喻瑞昕
郴州工业交通学校学生
山水写长卷
参赛作者:喻瑞昕(郴州工业交通学校)
指导老师:廖春艳(郴州工业交通学校)
秦观在郴州驿馆执笔长叹时,一滴墨渍恰好晕染了“郴江幸自绕郴山”的”绕“字。千年后的晨雾里,我站在苏仙岭观景台,看群山如宣纸上渐次洇开的苍翠,忽然明白这方水土早将天地作稿纸——云雾是留白,松涛是平仄,而那些背着竹篓的采药人,正以绳索为墨线,在绝壁间书写着竖排的传奇。
少年周敦颐曾在苏仙岭深处结庐,石案上未干的《爱莲说》草稿被山风卷起,飘落在白鹿饮水的溪畔。八百年后徐霞客拄着竹杖翻越五盖山,在《楚游日记》里记下“石骨棱厉如剑戟”,却不知自己遗落的茶饼被猎户拾去,化作冬日围炉时的一段奇闻。如今悬崖上的采药人仍系着祖传的麻绳,他们腰间竹篓盛满的何止是七叶一枝花的清香,更是将嶙峋山岩酿成济世良方的古老智慧。

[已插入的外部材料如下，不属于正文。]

//! Node/edge rendering helpers for the flow canvas.

use egui::{Color32, Stroke};

/// Resolved visuals for a single node.
#[derive(Debug, Clone, Copy)]
pub struct NodeVisuals {
    pub radius: f32,
    pub fill: Color32,
    pub stroke: Stroke,
}

/// Inputs that decide how a node is drawn.
#[derive(Debug, Clone, Copy)]
pub struct NodeRenderContext {
    pub dark_mode: bool,
    pub zoom: f32,
    /// Whether this node's dependency is currently marked for mocking.
    pub mocked: bool,
}

pub fn base_node_radius(zoom: f32) -> f32 {
    (8.0 * zoom).clamp(3.0, 20.0)
}

pub fn resolve_node_visuals(ctx: NodeRenderContext) -> NodeVisuals {
    let radius = base_node_radius(ctx.zoom);

    let fill = if ctx.mocked {
        mocked_color(ctx.dark_mode)
    } else {
        node_base_color(ctx.dark_mode)
    };

    let stroke = if ctx.mocked {
        Stroke::new(2.0, mocked_ring_color(ctx.dark_mode))
    } else {
        Stroke::NONE
    };

    NodeVisuals {
        radius,
        fill,
        stroke,
    }
}

pub fn edge_stroke(dark_mode: bool) -> Stroke {
    Stroke::new(1.0, edge_base_color(dark_mode))
}

pub fn label_color(dark_mode: bool) -> Color32 {
    if dark_mode {
        Color32::from_gray(220)
    } else {
        Color32::from_gray(40)
    }
}

fn node_base_color(dark_mode: bool) -> Color32 {
    if dark_mode {
        Color32::from_rgb(100, 140, 180)
    } else {
        Color32::from_rgb(60, 100, 140)
    }
}

fn mocked_color(dark_mode: bool) -> Color32 {
    if dark_mode {
        Color32::from_rgb(255, 170, 0)
    } else {
        Color32::from_rgb(200, 130, 0)
    }
}

fn mocked_ring_color(dark_mode: bool) -> Color32 {
    if dark_mode {
        Color32::from_rgb(255, 210, 100)
    } else {
        Color32::from_rgb(150, 100, 0)
    }
}

fn edge_base_color(dark_mode: bool) -> Color32 {
    if dark_mode {
        Color32::from_gray(120)
    } else {
        Color32::from_gray(160)
    }
}
//! Infrastructure layer for the agent.
//!
//! **Dependency rule**: this layer may depend on `application` and
//! `topology_core`, but MUST NOT be imported by the application layer.
//!
//! - **`network`** – TCP implementation of the application's `Channel` port.
//! - **`storage`** – TOML configuration and the JSON report file.

pub mod network;
pub mod storage;
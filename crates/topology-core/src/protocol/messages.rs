//! Wire message type shared by every participant in a discovery session.
//!
//! Unlike a protocol with one struct per message kind, the proxy speaks a
//! single flat JSON object whose `"type"` field says which of the optional
//! fields are meaningful:
//!
//! ```json
//! {"sender_id":"proxy","receiver_id":"A","msg_id":"m1","type":"init"}
//! {"sender_id":"A","receiver_id":"B","msg_id":"m2","type":"query"}
//! {"sender_id":"B","receiver_id":"A","msg_id":"m3","type":"query","n":["C","D"]}
//! {"sender_id":"A","receiver_id":"","msg_id":"m4","type":"topology","topology":{"A":["B"]}}
//! ```
//!
//! # Tolerance rules
//!
//! - Missing fields decode as empty values.
//! - An explicit `null` for `n` or `topology` decodes as empty.  Some peers
//!   serialize absent collections as `null` rather than omitting them.
//! - An unrecognised `type` decodes as [`MessageType::Unknown`] instead of
//!   failing the whole frame.

use std::collections::BTreeMap;

use serde::{Deserialize, Deserializer, Serialize};

/// Accumulated node-id → neighbor-list mapping.
///
/// A `BTreeMap` keeps the final report deterministic: entries are always
/// serialized in node-id order.
pub type Topology = BTreeMap<String, Vec<String>>;

/// Discriminant carried in the `"type"` field of every message.
#[derive(Debug, Clone, Copy, PartialEq, Eq, Hash, Serialize, Deserialize)]
#[serde(rename_all = "lowercase")]
pub enum MessageType {
    /// Sent once by the proxy; `receiver_id` is the id assigned to this node.
    Init,
    /// A neighbor query, or the reply to one (replies carry `n`).
    Query,
    /// The final topology report sent to the proxy.
    Topology,
    /// Any `type` value this agent does not understand.
    #[serde(other)]
    Unknown,
}

impl MessageType {
    /// Returns the wire spelling of this message type.
    pub fn as_str(&self) -> &'static str {
        match self {
            MessageType::Init => "init",
            MessageType::Query => "query",
            MessageType::Topology => "topology",
            MessageType::Unknown => "unknown",
        }
    }
}

impl std::fmt::Display for MessageType {
    fn fmt(&self, f: &mut std::fmt::Formatter<'_>) -> std::fmt::Result {
        f.write_str(self.as_str())
    }
}

/// A single protocol message as it appears on the wire.
#[derive(Debug, Clone, PartialEq, Eq, Serialize, Deserialize)]
pub struct Message {
    /// Id of the participant that produced the message.
    #[serde(default, deserialize_with = "null_as_default")]
    pub sender_id: String,

    /// Id of the addressed participant.  Empty for the final report.
    #[serde(default, deserialize_with = "null_as_default")]
    pub receiver_id: String,

    /// Per-message token.  Replies that echo it are correlated by it.
    #[serde(default, deserialize_with = "null_as_default")]
    pub msg_id: String,

    #[serde(rename = "type")]
    pub kind: MessageType,

    /// Neighbor list carried by a query reply.
    #[serde(
        rename = "n",
        default,
        deserialize_with = "null_as_default",
        skip_serializing_if = "Vec::is_empty"
    )]
    pub neighbors: Vec<String>,

    /// Discovered graph carried by the final report.
    #[serde(
        default,
        deserialize_with = "null_as_default",
        skip_serializing_if = "BTreeMap::is_empty"
    )]
    pub topology: Topology,
}

impl Message {
    /// Builds a `query` addressed to `receiver_id`.
    pub fn query(
        sender_id: impl Into<String>,
        receiver_id: impl Into<String>,
        msg_id: impl Into<String>,
    ) -> Self {
        Self {
            sender_id: sender_id.into(),
            receiver_id: receiver_id.into(),
            msg_id: msg_id.into(),
            kind: MessageType::Query,
            neighbors: Vec::new(),
            topology: Topology::new(),
        }
    }

    /// Builds the final `topology` report.  The receiver is always `""`.
    pub fn topology_report(
        sender_id: impl Into<String>,
        msg_id: impl Into<String>,
        topology: Topology,
    ) -> Self {
        Self {
            sender_id: sender_id.into(),
            receiver_id: String::new(),
            msg_id: msg_id.into(),
            kind: MessageType::Topology,
            neighbors: Vec::new(),
            topology,
        }
    }

    /// Builds an `init` message assigning `node_id` to the receiver.
    ///
    /// Agents never send this; it exists for stub proxies and tests.
    pub fn init(
        sender_id: impl Into<String>,
        node_id: impl Into<String>,
        msg_id: impl Into<String>,
    ) -> Self {
        Self {
            sender_id: sender_id.into(),
            receiver_id: node_id.into(),
            msg_id: msg_id.into(),
            kind: MessageType::Init,
            neighbors: Vec::new(),
            topology: Topology::new(),
        }
    }

    /// Builds a query reply carrying `neighbors`.
    ///
    /// Agents never send this; it exists for stub proxies and tests.
    pub fn neighbors_reply(
        sender_id: impl Into<String>,
        receiver_id: impl Into<String>,
        msg_id: impl Into<String>,
        neighbors: Vec<String>,
    ) -> Self {
        Self {
            sender_id: sender_id.into(),
            receiver_id: receiver_id.into(),
            msg_id: msg_id.into(),
            kind: MessageType::Query,
            neighbors,
            topology: Topology::new(),
        }
    }
}

/// Deserializes `null` (or an absent field, via `#[serde(default)]`) as `T::default()`.
fn null_as_default<'de, D, T>(deserializer: D) -> Result<T, D::Error>
where
    D: Deserializer<'de>,
    T: Default + Deserialize<'de>,
{
    Ok(Option::<T>::deserialize(deserializer)?.unwrap_or_default())
}

// ── Tests ─────────────────────────────────────────────────────────────────────
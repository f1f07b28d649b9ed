//! Protocol module: wire message type, JSON codec, stream framer, and msg-id sources.

pub mod codec;
pub mod framer;
pub mod messages;
pub mod msg_id;

pub use codec::{decode_frame, encode_message, FrameError, WireFraming};
pub use framer::{Framer, DEFAULT_MAX_FRAME_LEN};
pub use messages::{Message, MessageType, Topology};
pub use msg_id::{MessageIdSource, SequentialIds, UuidIds};
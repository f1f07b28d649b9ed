//! # topology-core
//!
//! Shared library for the topology discovery agent: the wire message type,
//! the stream framer that recovers messages from a chunked TCP stream, and
//! the breadth-first discovery state machine.
//!
//! This crate has no dependency on sockets or an async runtime.
//!
//! # Architecture overview
//!
//! Every node in a network runs one agent.  A proxy assigns the node an id,
//! answers neighbor queries on behalf of the other nodes, and finally
//! receives the node's view of the whole graph.
//!
//! - **`protocol`** – How bytes travel between agent and proxy.  Messages
//!   are bare JSON objects written back to back; the [`Framer`] splits the
//!   stream back into whole messages no matter how reads fragment it.
//!
//! - **`domain`** – Pure discovery logic.  The [`Discoverer`] consumes
//!   decoded messages and returns the queries (and finally the report) to
//!   send, so the whole BFS can be tested without a network.

pub mod domain;
pub mod protocol;

pub use domain::discovery::{
    Discoverer, DiscoveryError, DiscoveryState, DiscoveryStats, ReplyMatch,
};
pub use protocol::codec::{decode_frame, encode_message, FrameError, WireFraming};
pub use protocol::framer::{Framer, DEFAULT_MAX_FRAME_LEN};
pub use protocol::messages::{Message, MessageType, Topology};
pub use protocol::msg_id::{MessageIdSource, SequentialIds, UuidIds};
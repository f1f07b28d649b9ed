//! The byte-stream port the discovery driver talks through.
//!
//! The driver depends only on the [`Channel`] trait.  The TCP implementation
//! lives in `infrastructure::network`; tests substitute scripted channels.

use async_trait::async_trait;
use thiserror::Error;
use topology_core::{FrameError, Message};

/// Errors raised by a [`Channel`].  All of them end the session.
#[derive(Debug, Error)]
pub enum ChannelError {
    /// The TCP connection to the proxy could not be established.
    #[error("failed to connect to proxy at {addr}: {source}")]
    ConnectFailed {
        addr: String,
        #[source]
        source: std::io::Error,
    },

    /// The proxy closed the connection, or the channel was already closed.
    #[error("connection closed by proxy")]
    Closed,

    /// An I/O error occurred on the established connection.
    #[error("connection I/O error: {0}")]
    Io(#[from] std::io::Error),

    /// An outgoing message could not be serialized.
    #[error("failed to encode outgoing message: {0}")]
    Encode(#[source] FrameError),
}

/// Send/receive abstraction over the single stream to the proxy.
#[cfg_attr(test, mockall::automock)]
#[async_trait]
pub trait Channel: Send {
    /// Encodes and writes one message.
    async fn send(&mut self, msg: &Message) -> Result<(), ChannelError>;

    /// Waits for the next chunk of raw bytes.
    ///
    /// Chunks carry no framing guarantee: one may hold half a message or
    /// several.  End of stream is reported as [`ChannelError::Closed`], never
    /// as an empty chunk.
    async fn receive_chunk(&mut self) -> Result<Vec<u8>, ChannelError>;

    /// Releases the underlying connection.
    async fn close(&mut self) -> Result<(), ChannelError>;
}
//! Stream framer: recovers whole messages from an unbounded, chunked byte stream.
//!
//! The proxy writes JSON objects back to back with no length prefix and no
//! delimiter, and TCP may split or coalesce them arbitrarily:
//!
//! ```text
//! read 1: {"type":"init","receiver_id":"A"}{"type":"qu
//! read 2: ery","n":["B"]}
//! ```
//!
//! # Scanning
//!
//! The framer walks the accumulated bytes once, tracking object depth and
//! whether the cursor is inside a JSON string (including `\"` escapes).  A
//! frame ends at the `}` that brings depth back to zero.  Nested objects such
//! as the `topology` map, and braces inside string values, never end a frame
//! early.
//!
//! Scan progress is kept between calls, so a large message delivered one
//! byte at a time is still scanned in linear time.
//!
//! # Error routing
//!
//! | Situation                          | Result                              |
//! |------------------------------------|-------------------------------------|
//! | Partial message at end of buffer   | `Ok(None)`: not an error, read more |
//! | Complete frame, invalid message    | [`FrameError::Malformed`], frame dropped |
//! | Junk between objects               | [`FrameError::UnexpectedByte`], junk dropped |
//! | Incomplete frame over the limit    | [`FrameError::FrameTooLarge`], buffer cleared |

use bytes::{Buf, Bytes, BytesMut};
use tracing::{debug, trace};

use crate::protocol::codec::{decode_frame, FrameError};
use crate::protocol::messages::Message;

/// Default upper bound for a single frame: 16 MiB.
pub const DEFAULT_MAX_FRAME_LEN: usize = 16 * 1024 * 1024;

/// Progress through the frame currently at the front of the buffer.
#[derive(Debug, Clone, Copy, Default)]
struct ScanState {
    /// Bytes of the current frame already examined.
    pos: usize,
    /// Object nesting depth at `pos`.
    depth: usize,
    in_string: bool,
    escaped: bool,
}

/// Accumulates raw chunks and yields complete decoded [`Message`]s.
///
/// # Example
///
/// ```rust
/// use topology_core::protocol::{Framer, MessageType};
///
/// let mut framer = Framer::new();
/// framer.append(br#"{"type":"init","receiver_id":"A"}{"type":"qu"#);
/// let first = framer.extract().unwrap();
/// assert_eq!(first.len(), 1);
/// assert_eq!(first[0].kind, MessageType::Init);
///
/// framer.append(br#"ery","n":["B"]}"#);
/// let second = framer.extract().unwrap();
/// assert_eq!(second[0].neighbors, vec!["B"]);
/// assert!(framer.is_empty());
/// ```
pub struct Framer {
    buffer: BytesMut,
    scan: ScanState,
    max_frame_len: usize,
    /// Error found after messages were already collected by `extract`;
    /// reported on the following call so those messages are not lost.
    deferred: Option<FrameError>,
}

impl Framer {
    /// Creates a framer with the default frame limit.
    pub fn new() -> Self {
        Self::with_max_frame_len(DEFAULT_MAX_FRAME_LEN)
    }

    /// Creates a framer that rejects frames longer than `max_frame_len` bytes.
    pub fn with_max_frame_len(max_frame_len: usize) -> Self {
        Self {
            buffer: BytesMut::with_capacity(4096),
            scan: ScanState::default(),
            max_frame_len,
            deferred: None,
        }
    }

    /// Appends a raw chunk to the accumulator without decoding anything.
    pub fn append(&mut self, chunk: &[u8]) {
        self.buffer.extend_from_slice(chunk);
    }

    /// Appends `chunk` and extracts every message it completes.
    ///
    /// # Errors
    ///
    /// See [`Framer::extract`].
    pub fn push(&mut self, chunk: &[u8]) -> Result<Vec<Message>, FrameError> {
        self.append(chunk);
        self.extract()
    }

    /// Decodes all complete messages currently buffered, in arrival order.
    ///
    /// Returns an empty vector when the buffer holds only part of a message;
    /// those bytes stay buffered for the next call.
    ///
    /// # Errors
    ///
    /// Returns the first framing or decode error.  If valid messages were
    /// decoded ahead of the bad frame, they are returned first and the error
    /// is reported by the next call.
    pub fn extract(&mut self) -> Result<Vec<Message>, FrameError> {
        let mut messages = Vec::new();
        loop {
            match self.next_message() {
                Ok(Some(msg)) => messages.push(msg),
                Ok(None) => return Ok(messages),
                Err(e) if messages.is_empty() => return Err(e),
                Err(e) => {
                    self.deferred = Some(e);
                    return Ok(messages);
                }
            }
        }
    }

    /// Decodes the next complete message, if there is one.
    ///
    /// # Errors
    ///
    /// Returns a [`FrameError`] when the next frame is corrupt.  The corrupt
    /// bytes are consumed, so calling again continues with the following frame.
    pub fn next_message(&mut self) -> Result<Option<Message>, FrameError> {
        if let Some(err) = self.deferred.take() {
            return Err(err);
        }
        match self.next_frame()? {
            Some(frame) => {
                let msg = decode_frame(&frame)?;
                debug!("framed {} message ({} bytes)", msg.kind, frame.len());
                Ok(Some(msg))
            }
            None => Ok(None),
        }
    }

    /// Splits the next complete JSON object off the front of the buffer.
    fn next_frame(&mut self) -> Result<Option<Bytes>, FrameError> {
        if self.scan.depth == 0 {
            let whitespace = self
                .buffer
                .iter()
                .take_while(|b| b.is_ascii_whitespace())
                .count();
            self.buffer.advance(whitespace);

            match self.buffer.first() {
                None => return Ok(None),
                Some(b'{') => {}
                Some(&byte) => {
                    let skipped = self
                        .buffer
                        .iter()
                        .position(|&b| b == b'{')
                        .unwrap_or(self.buffer.len());
                    self.buffer.advance(skipped);
                    return Err(FrameError::UnexpectedByte { byte, skipped });
                }
            }
        }

        while let Some(&b) = self.buffer.get(self.scan.pos) {
            self.scan.pos += 1;

            if self.scan.in_string {
                if self.scan.escaped {
                    self.scan.escaped = false;
                } else if b == b'\\' {
                    self.scan.escaped = true;
                } else if b == b'"' {
                    self.scan.in_string = false;
                }
                continue;
            }

            match b {
                b'"' => self.scan.in_string = true,
                b'{' => self.scan.depth += 1,
                b'}' => {
                    self.scan.depth -= 1;
                    if self.scan.depth == 0 {
                        let frame = self.buffer.split_to(self.scan.pos).freeze();
                        self.scan = ScanState::default();
                        return Ok(Some(frame));
                    }
                }
                _ => {}
            }
        }

        if self.buffer.len() > self.max_frame_len {
            let len = self.buffer.len();
            self.clear();
            return Err(FrameError::FrameTooLarge {
                len,
                max: self.max_frame_len,
            });
        }

        trace!(
            "partial frame buffered ({} bytes, depth {})",
            self.buffer.len(),
            self.scan.depth
        );
        Ok(None)
    }

    /// Bytes received but not yet returned as a message.
    pub fn pending_bytes(&self) -> &[u8] {
        &self.buffer
    }

    /// Number of buffered bytes.
    pub fn buffered_len(&self) -> usize {
        self.buffer.len()
    }

    /// Returns `true` when no bytes are buffered.
    pub fn is_empty(&self) -> bool {
        self.buffer.is_empty()
    }

    /// The configured frame length limit.
    pub fn max_frame_len(&self) -> usize {
        self.max_frame_len
    }

    /// Discards all buffered bytes and any deferred error.
    pub fn clear(&mut self) {
        self.buffer.clear();
        self.scan = ScanState::default();
        self.deferred = None;
    }
}

impl Default for Framer {
    fn default() -> Self {
        Self::new()
    }
}

// ── Tests ─────────────────────────────────────────────────────────────────────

当夕阳给莽山烙上金边时,石英砂岩的褶皱里仿佛还能听见神农氏尝百草时的呢喃。
便江十八滩的浪花始终保持着《水经注》的韵律。古桂阳郡的船工们喊着“滩声便是广长舌”的号子,把桐油与山货送进珠江的毛细血管。我在小东江遇见的老船工,掌心纹路比江底的卵石更斑驳,他抚摸着祖传的樟木桨笑道:“从前过滩要拜江神娘娘,现在年轻人开着快艇,倒把浪花谱成了电子乐。”暮色漫过东江湖时,渔网起落的弧线牵起层层年轮,秦观词中那叶载不动愁绪的孤舟,此刻正化作游船尾部的涟漪,将千年离思漾成水墨长卷里的一道飞白。
北湖公园的香樟树下,楚河汉界正在青石棋盘上铺展。老人们用郴州方言争论着苏耽橘井的掌故,搪瓷缸里的栖凤渡鱼粉红汤,氤氲出比《赤壁赋》更绵长的人间烟火。这种扎根市井的传承,在郴州女排训练基地长出新枝——当年郎平带着姑娘们在水泥地上翻滚救球,汗水渗进地缝竟长出车前草倔强的绿意。如今玻璃幕墙映着新队员腾空扣杀的剪影,与墙上泛黄的老照片叠合成蒙太奇,而外墙的爬山虎已攀至三楼,每一片新叶都在续写关于飞翔的寓言。
当暮色浸透义帝陵的残碑时,东江大坝的灯带骤然亮起。这座用30万吨混凝土浇筑的现代碑铭,既镇守着湘江源头的月光,又将千年水脉化作城市跳动的脉搏。郴江依旧多情地环抱着郴山,只是两岸的风景里,不再只有迁客骚人的愁绪——晨练者太极服的下摆拂过秦观铜像的衣袂,外卖骑手的保温箱与古渡口的乌篷船擦肩而过。山水文章从不需要句读,因为每个在早市挑选水蕨菜的婆婆、每个在裕后街调试无人机的少年,都在为这幅永远未完成的潇湘长卷添上灵动的钤印。
作品点评
这篇文章诗性语言串联郴州千年脉络,传统与现代意象碰撞出张力。以墨痕、弧线为符号展示文化基因,语言凝练如东江湖雾,虚实相生。